-- Data extracts follows --

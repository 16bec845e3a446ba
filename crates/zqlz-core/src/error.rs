//! Error types for ZQLZ

use std::sync::Arc;
use thiserror::Error;

/// Core error type for ZQLZ operations.
///
/// Cloneable so one failed query can be reported to every caller that was
/// waiting on it.
#[derive(Error, Debug, Clone)]
pub enum ZqlzError {
    #[error("Connection error: {0}")]
    Connection(String),

    #[error("Query error: {0}")]
    Query(String),

    #[error("Driver error: {0}")]
    Driver(String),

    #[error("Configuration error: {0}")]
    Configuration(String),

    #[error("IO error: {0}")]
    Io(#[source] Arc<std::io::Error>),

    #[error("Not supported: {0}")]
    NotSupported(String),

    #[error("Timeout: {0}")]
    Timeout(String),

    #[error("Cancelled")]
    Cancelled,

    #[error("{0}")]
    Other(String),
}

impl ZqlzError {
    /// Whether the error means the session itself could not be obtained or used,
    /// as opposed to a statement failing on a healthy session.
    pub fn is_connectivity(&self) -> bool {
        matches!(
            self,
            ZqlzError::Connection(_) | ZqlzError::Io(_) | ZqlzError::Timeout(_)
        )
    }
}

impl From<std::io::Error> for ZqlzError {
    fn from(err: std::io::Error) -> Self {
        ZqlzError::Io(Arc::new(err))
    }
}

/// Result type alias for ZQLZ operations
pub type Result<T> = std::result::Result<T, ZqlzError>;
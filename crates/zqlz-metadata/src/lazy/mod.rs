//! Lazy loading of child metadata objects
//!
//! Provides the single-flight object cache that table models use for their
//! partitions, indexes and columns, only fetching data when first accessed.

mod cache;

pub use cache::{CacheState, LookupCacheStats, ObjectLookupCache, ObjectMap};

-- Data extracts concluded --

**Exercise:** Nothing but a number is required: the number of lines in the material holding the string "impl".

**Finished task:** 2